§ **What you should do**
Below are the records; output them exactly from the first line through the line with "#[async_trait::async_trait]", stopping there.

[Raw data — start]

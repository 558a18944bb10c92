use sea_orm_migration::{prelude::{extension::postgres::TypeDropStatement, *}, sea_orm::{ActiveEnum, DbBackend, DeriveActiveEnum, EnumIter, Schema}};

use crate::{setup_user_table_fk, util::{default_table_statement, default_user_table_statement, money, DefaultColumn}};

#[derive(DeriveMigrationName)]
pub struct Migration;

#[async_trait::async_trait]
impl MigrationTrait for Migration {
    async fn up(&self, manager: &SchemaManager) -> Result<(), DbErr> {
        let schema = Schema::new(DbBackend::Postgres);

        manager
            .create_type(
                schema.create_enum_from_active_enum::<RoleType>()
            ).await?;

        manager
            .create_table(default_table_statement()
                .table(User::Table)
                .col(ColumnDef::new(User::Username)
                    .text()
                    .unique_key()
                    .not_null())
                .col(ColumnDef::new(User::Password)
                    .binary()
                    .not_null()) // SHA-256 of `{password}:{username}`
                .col(ColumnDef::new(User::Role)
                    .custom(RoleType::name())
                    .not_null())
                .take()
            ).await?;

        manager
            .create_table(default_user_table_statement()
                .table(EmployeeProfile::Table)
                .col(ColumnDef::new(EmployeeProfile::EmployeeId)
                    .uuid()
                    .unique_key()
                    .not_null())
                .col(money(EmployeeProfile::BaseSalary))
                .take()
            ).await?;
        setup_user_table_fk!(manager, EmployeeProfile::Table);
        manager.create_foreign_key(employee_fk(EmployeeProfile::Table)).await?;

        manager
            .create_table(default_user_table_statement()
                .table(PayrollPeriod::Table)
                .col(ColumnDef::new(PayrollPeriod::StartDate)
                    .date()
                    .not_null())
                .col(ColumnDef::new(PayrollPeriod::EndDate)
                    .date()
                    .not_null())
                .col(ColumnDef::new(PayrollPeriod::IsProcessed)
                    .boolean()
                    .not_null()
                    .default(false))
                .col(ColumnDef::new(PayrollPeriod::ProcessedAt)
                    .timestamp_with_time_zone())
                .check(Expr::col(PayrollPeriod::StartDate).lt(Expr::col(PayrollPeriod::EndDate)))
                .take()
            ).await?;
        setup_user_table_fk!(manager, PayrollPeriod::Table);

        manager
            .create_table(default_user_table_statement()
                .table(Attendance::Table)
                .col(ColumnDef::new(Submission::EmployeeId)
                    .uuid()
                    .not_null())
                .col(ColumnDef::new(Submission::Date)
                    .date()
                    .not_null())
                .col(ColumnDef::new(Attendance::CheckIn)
                    .timestamp_with_time_zone()
                    .not_null())
                .col(ColumnDef::new(Attendance::CheckOut)
                    .timestamp_with_time_zone())
                .col(ColumnDef::new(Submission::PayrollPeriodId)
                    .uuid())
                .take()
            ).await?;
        setup_user_table_fk!(manager, Attendance::Table);
        manager.create_foreign_key(employee_fk(Attendance::Table)).await?;
        manager.create_foreign_key(period_fk(Attendance::Table)).await?;

        // One attendance per employee per day
        manager
            .create_index(Index::create()
                .name("attendance_employee_id_date_key")
                .table(Attendance::Table)
                .col(Submission::EmployeeId)
                .col(Submission::Date)
                .unique()
                .take()
            ).await?;

        manager
            .create_table(default_user_table_statement()
                .table(Overtime::Table)
                .col(ColumnDef::new(Submission::EmployeeId)
                    .uuid()
                    .not_null())
                .col(ColumnDef::new(Submission::Date)
                    .date()
                    .not_null())
                .col(ColumnDef::new(Overtime::Hours)
                    .decimal_len(5, 2)
                    .not_null())
                .col(ColumnDef::new(Submission::PayrollPeriodId)
                    .uuid())
                .check(Expr::col(Overtime::Hours).gt(0))
                .take()
            ).await?;
        setup_user_table_fk!(manager, Overtime::Table);
        manager.create_foreign_key(employee_fk(Overtime::Table)).await?;
        manager.create_foreign_key(period_fk(Overtime::Table)).await?;

        manager
            .create_index(Index::create()
                .name("overtime_employee_id_date_idx")
                .table(Overtime::Table)
                .col(Submission::EmployeeId)
                .col(Submission::Date)
                .take()
            ).await?;

        manager
            .create_table(default_user_table_statement()
                .table(Reimbursement::Table)
                .col(ColumnDef::new(Submission::EmployeeId)
                    .uuid()
                    .not_null())
                .col(ColumnDef::new(Submission::Date)
                    .date()
                    .not_null())
                .col(money(Reimbursement::Amount))
                .col(ColumnDef::new(Reimbursement::Description)
                    .text()
                    .not_null())
                .col(ColumnDef::new(Submission::PayrollPeriodId)
                    .uuid())
                .take()
            ).await?;
        setup_user_table_fk!(manager, Reimbursement::Table);
        manager.create_foreign_key(employee_fk(Reimbursement::Table)).await?;
        manager.create_foreign_key(period_fk(Reimbursement::Table)).await?;

        manager
            .create_table(default_user_table_statement()
                .table(Payslip::Table)
                .col(ColumnDef::new(Submission::EmployeeId)
                    .uuid()
                    .not_null())
                .col(ColumnDef::new(Submission::PayrollPeriodId)
                    .uuid()
                    .not_null())
                .col(money(Payslip::BaseSalary))
                .col(money(Payslip::ProratedSalary))
                .col(money(Payslip::OvertimePay))
                .col(money(Payslip::TotalReimbursement))
                .col(money(Payslip::TotalTakeHomePay))
                .take()
            ).await?;
        setup_user_table_fk!(manager, Payslip::Table);
        manager.create_foreign_key(employee_fk(Payslip::Table)).await?;
        manager.create_foreign_key(period_fk(Payslip::Table)).await?;

        // A period is priced once per employee
        manager
            .create_index(Index::create()
                .name("payslip_employee_id_payroll_period_id_key")
                .table(Payslip::Table)
                .col(Submission::EmployeeId)
                .col(Submission::PayrollPeriodId)
                .unique()
                .take()
            ).await?;

        manager
            .create_table(TableCreateStatement::new()
                .if_not_exists()
                .table(AuditLog::Table)
                .col(ColumnDef::new(DefaultColumn::Id)
                    .uuid()
                    .primary_key()
                    .default(Expr::cust("GEN_RANDOM_UUID()")))
                .col(ColumnDef::new(DefaultColumn::CreatedAt)
                    .timestamp_with_time_zone()
                    .not_null())
                .col(ColumnDef::new(AuditLog::ActorId)
                    .uuid())
                .col(ColumnDef::new(AuditLog::Action)
                    .text()
                    .not_null())
                .col(ColumnDef::new(AuditLog::EntityName)
                    .text()
                    .not_null())
                .col(ColumnDef::new(AuditLog::EntityId)
                    .uuid())
                .col(ColumnDef::new(AuditLog::OldValue)
                    .json_binary())
                .col(ColumnDef::new(AuditLog::NewValue)
                    .json_binary())
                .col(ColumnDef::new(AuditLog::RequestId)
                    .text()
                    .not_null())
                .col(ColumnDef::new(AuditLog::IpAddress)
                    .text()
                    .not_null())
                .take()
            ).await?;

        manager
            .create_index(Index::create()
                .name("audit_log_entity_idx")
                .table(AuditLog::Table)
                .col(AuditLog::EntityName)
                .col(AuditLog::EntityId)
                .take()
            ).await?;

        Ok(())
    }

    async fn down(&self, manager: &SchemaManager) -> Result<(), DbErr> {
        manager
            .drop_table(
                TableDropStatement::new()
                    .table(AuditLog::Table)
                    .table(Payslip::Table)
                    .table(Reimbursement::Table)
                    .table(Overtime::Table)
                    .table(Attendance::Table)
                    .table(PayrollPeriod::Table)
                    .table(EmployeeProfile::Table)
                    .table(User::Table)
                    .take()
            ).await?;

        manager
            .drop_type(
                TypeDropStatement::new()
                    .name(RoleType::name())
                    .to_owned()
            ).await?;

        Ok(())
    }
}

fn employee_fk<T: IntoIden + 'static>(table: T) -> ForeignKeyCreateStatement {
    ForeignKeyCreateStatement::new()
        .from(table, Submission::EmployeeId)
        .to(User::Table, DefaultColumn::Id)
        .on_delete(ForeignKeyAction::Restrict)
        .on_update(ForeignKeyAction::Cascade)
        .take()
}

fn period_fk<T: IntoIden + 'static>(table: T) -> ForeignKeyCreateStatement {
    ForeignKeyCreateStatement::new()
        .from(table, Submission::PayrollPeriodId)
        .to(PayrollPeriod::Table, DefaultColumn::Id)
        .on_delete(ForeignKeyAction::Restrict)
        .on_update(ForeignKeyAction::Cascade)
        .take()
}

#[derive(Iden)]
pub(crate) enum User {
    Table,
    Username,
    Password,
    Role,
}

#[derive(EnumIter, DeriveActiveEnum)]
#[sea_orm(rs_type = "String", db_type = "Enum", enum_name = "role_type")]
enum RoleType {
    #[sea_orm(string_value = "admin")]
    Admin,
    #[sea_orm(string_value = "employee")]
    Employee,
}

#[derive(Iden)]
pub(crate) enum EmployeeProfile {
    Table,
    EmployeeId,
    BaseSalary,
}

#[derive(Iden)]
enum PayrollPeriod {
    Table,
    StartDate,
    EndDate,
    IsProcessed,
    ProcessedAt,
}

/// Columns shared by the per-employee tables
#[derive(Iden)]
enum Submission {
    EmployeeId,
    Date,
    PayrollPeriodId,
}

#[derive(Iden)]
enum Attendance {
    Table,
    CheckIn,
    CheckOut,
}

#[derive(Iden)]
enum Overtime {
    Table,
    Hours,
}

#[derive(Iden)]
enum Reimbursement {
    Table,
    Amount,
    Description,
}

#[derive(Iden)]
enum Payslip {
    Table,
    BaseSalary,
    ProratedSalary,
    OvertimePay,
    TotalReimbursement,
    TotalTakeHomePay,
}

#[derive(Iden)]
enum AuditLog {
    Table,
    ActorId,
    Action,
    EntityName,
    EntityId,
    OldValue,
    NewValue,
    RequestId,
    IpAddress,
}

[Raw data — finish]

§ **Answer for the task**
repository 558a18944bb10c92
use sea_orm_migration::{prelude::{extension::postgres::TypeDropStatement, *}, sea_orm::{ActiveEnum, DbBackend, DeriveActiveEnum, EnumIter, Schema}};

use crate::{setup_user_table_fk, util::{default_table_statement, default_user_table_statement, money, DefaultColumn}};

#[derive(DeriveMigrationName)]
pub struct Migration;

#[async_trait::async_trait]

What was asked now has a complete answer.